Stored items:
*****

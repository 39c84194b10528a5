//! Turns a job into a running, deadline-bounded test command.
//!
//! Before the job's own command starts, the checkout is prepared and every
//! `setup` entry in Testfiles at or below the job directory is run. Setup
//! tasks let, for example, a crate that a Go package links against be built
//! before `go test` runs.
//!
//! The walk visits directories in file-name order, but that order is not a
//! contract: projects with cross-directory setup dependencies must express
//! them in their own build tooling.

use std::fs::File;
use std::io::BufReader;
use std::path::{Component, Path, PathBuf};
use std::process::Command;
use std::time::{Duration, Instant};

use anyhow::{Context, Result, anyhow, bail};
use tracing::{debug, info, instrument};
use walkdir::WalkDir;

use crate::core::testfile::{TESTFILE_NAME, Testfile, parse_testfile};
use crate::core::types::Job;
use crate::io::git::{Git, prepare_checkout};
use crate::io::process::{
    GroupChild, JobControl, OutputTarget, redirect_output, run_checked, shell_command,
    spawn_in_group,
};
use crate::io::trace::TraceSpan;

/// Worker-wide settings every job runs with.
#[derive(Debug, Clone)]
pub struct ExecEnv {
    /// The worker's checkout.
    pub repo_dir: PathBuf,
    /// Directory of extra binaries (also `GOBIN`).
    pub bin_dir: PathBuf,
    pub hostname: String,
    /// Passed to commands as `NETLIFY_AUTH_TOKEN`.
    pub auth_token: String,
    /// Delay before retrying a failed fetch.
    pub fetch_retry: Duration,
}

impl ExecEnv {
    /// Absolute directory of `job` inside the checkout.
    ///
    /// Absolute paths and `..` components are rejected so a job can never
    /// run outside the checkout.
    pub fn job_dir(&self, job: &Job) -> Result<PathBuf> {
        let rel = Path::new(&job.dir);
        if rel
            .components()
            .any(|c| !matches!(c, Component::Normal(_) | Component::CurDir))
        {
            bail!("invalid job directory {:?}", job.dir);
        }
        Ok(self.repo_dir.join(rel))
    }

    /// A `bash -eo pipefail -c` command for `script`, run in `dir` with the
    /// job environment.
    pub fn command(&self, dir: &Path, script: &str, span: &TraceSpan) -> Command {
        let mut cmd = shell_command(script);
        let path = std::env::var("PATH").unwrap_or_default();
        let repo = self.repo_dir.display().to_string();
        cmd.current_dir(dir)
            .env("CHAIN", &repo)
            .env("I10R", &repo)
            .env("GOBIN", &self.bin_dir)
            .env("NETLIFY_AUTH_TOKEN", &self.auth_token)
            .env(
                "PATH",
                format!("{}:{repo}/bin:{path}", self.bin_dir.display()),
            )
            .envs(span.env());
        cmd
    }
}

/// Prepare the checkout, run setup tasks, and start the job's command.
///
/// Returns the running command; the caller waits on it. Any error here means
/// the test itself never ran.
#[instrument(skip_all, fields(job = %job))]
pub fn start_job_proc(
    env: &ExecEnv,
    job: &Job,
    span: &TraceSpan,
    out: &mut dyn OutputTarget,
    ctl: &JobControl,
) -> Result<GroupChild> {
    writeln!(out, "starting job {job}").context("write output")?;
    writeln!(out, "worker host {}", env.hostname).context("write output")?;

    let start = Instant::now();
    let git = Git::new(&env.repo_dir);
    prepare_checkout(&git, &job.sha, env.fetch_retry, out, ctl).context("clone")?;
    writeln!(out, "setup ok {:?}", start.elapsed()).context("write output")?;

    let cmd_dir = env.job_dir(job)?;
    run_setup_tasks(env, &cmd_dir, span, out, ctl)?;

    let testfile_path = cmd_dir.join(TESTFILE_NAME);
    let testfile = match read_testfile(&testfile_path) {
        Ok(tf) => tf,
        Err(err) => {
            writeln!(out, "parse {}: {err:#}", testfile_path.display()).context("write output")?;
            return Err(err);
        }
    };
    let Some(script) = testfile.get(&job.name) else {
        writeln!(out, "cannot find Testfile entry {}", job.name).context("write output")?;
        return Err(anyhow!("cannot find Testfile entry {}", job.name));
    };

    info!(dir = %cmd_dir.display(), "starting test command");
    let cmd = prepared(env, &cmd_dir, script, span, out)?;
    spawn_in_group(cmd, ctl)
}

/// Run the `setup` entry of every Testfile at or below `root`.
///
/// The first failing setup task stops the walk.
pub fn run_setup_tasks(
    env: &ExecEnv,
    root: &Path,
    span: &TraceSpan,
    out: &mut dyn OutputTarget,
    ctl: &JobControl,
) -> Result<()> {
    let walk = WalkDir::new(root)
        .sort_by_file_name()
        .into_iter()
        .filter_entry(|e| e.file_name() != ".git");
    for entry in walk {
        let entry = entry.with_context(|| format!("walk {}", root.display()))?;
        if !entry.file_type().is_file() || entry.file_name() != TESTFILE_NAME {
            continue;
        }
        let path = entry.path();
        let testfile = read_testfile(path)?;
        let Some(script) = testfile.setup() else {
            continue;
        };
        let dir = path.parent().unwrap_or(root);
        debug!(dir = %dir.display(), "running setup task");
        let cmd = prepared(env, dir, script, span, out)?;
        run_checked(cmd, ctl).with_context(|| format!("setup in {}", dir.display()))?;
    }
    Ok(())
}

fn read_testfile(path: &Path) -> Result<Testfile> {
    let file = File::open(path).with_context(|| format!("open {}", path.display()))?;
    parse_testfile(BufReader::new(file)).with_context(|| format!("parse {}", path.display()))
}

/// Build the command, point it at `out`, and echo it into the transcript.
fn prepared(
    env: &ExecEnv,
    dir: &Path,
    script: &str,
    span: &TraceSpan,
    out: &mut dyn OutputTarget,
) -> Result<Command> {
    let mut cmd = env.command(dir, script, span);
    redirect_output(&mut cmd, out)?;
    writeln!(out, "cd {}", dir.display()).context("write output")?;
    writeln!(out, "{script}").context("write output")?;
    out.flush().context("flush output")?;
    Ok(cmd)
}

*****

Your instructions:
Transcribe the records above from the line holding "order is not a" down to the line holding "job runs with.", inclusive, without adding anything.

Completed exercise:
//! The walk visits directories in file-name order, but that order is not a
//! contract: projects with cross-directory setup dependencies must express
//! them in their own build tooling.

use std::fs::File;
use std::io::BufReader;
use std::path::{Component, Path, PathBuf};
use std::process::Command;
use std::time::{Duration, Instant};

use anyhow::{Context, Result, anyhow, bail};
use tracing::{debug, info, instrument};
use walkdir::WalkDir;

use crate::core::testfile::{TESTFILE_NAME, Testfile, parse_testfile};
use crate::core::types::Job;
use crate::io::git::{Git, prepare_checkout};
use crate::io::process::{
    GroupChild, JobControl, OutputTarget, redirect_output, run_checked, shell_command,
    spawn_in_group,
};
use crate::io::trace::TraceSpan;

/// Worker-wide settings every job runs with.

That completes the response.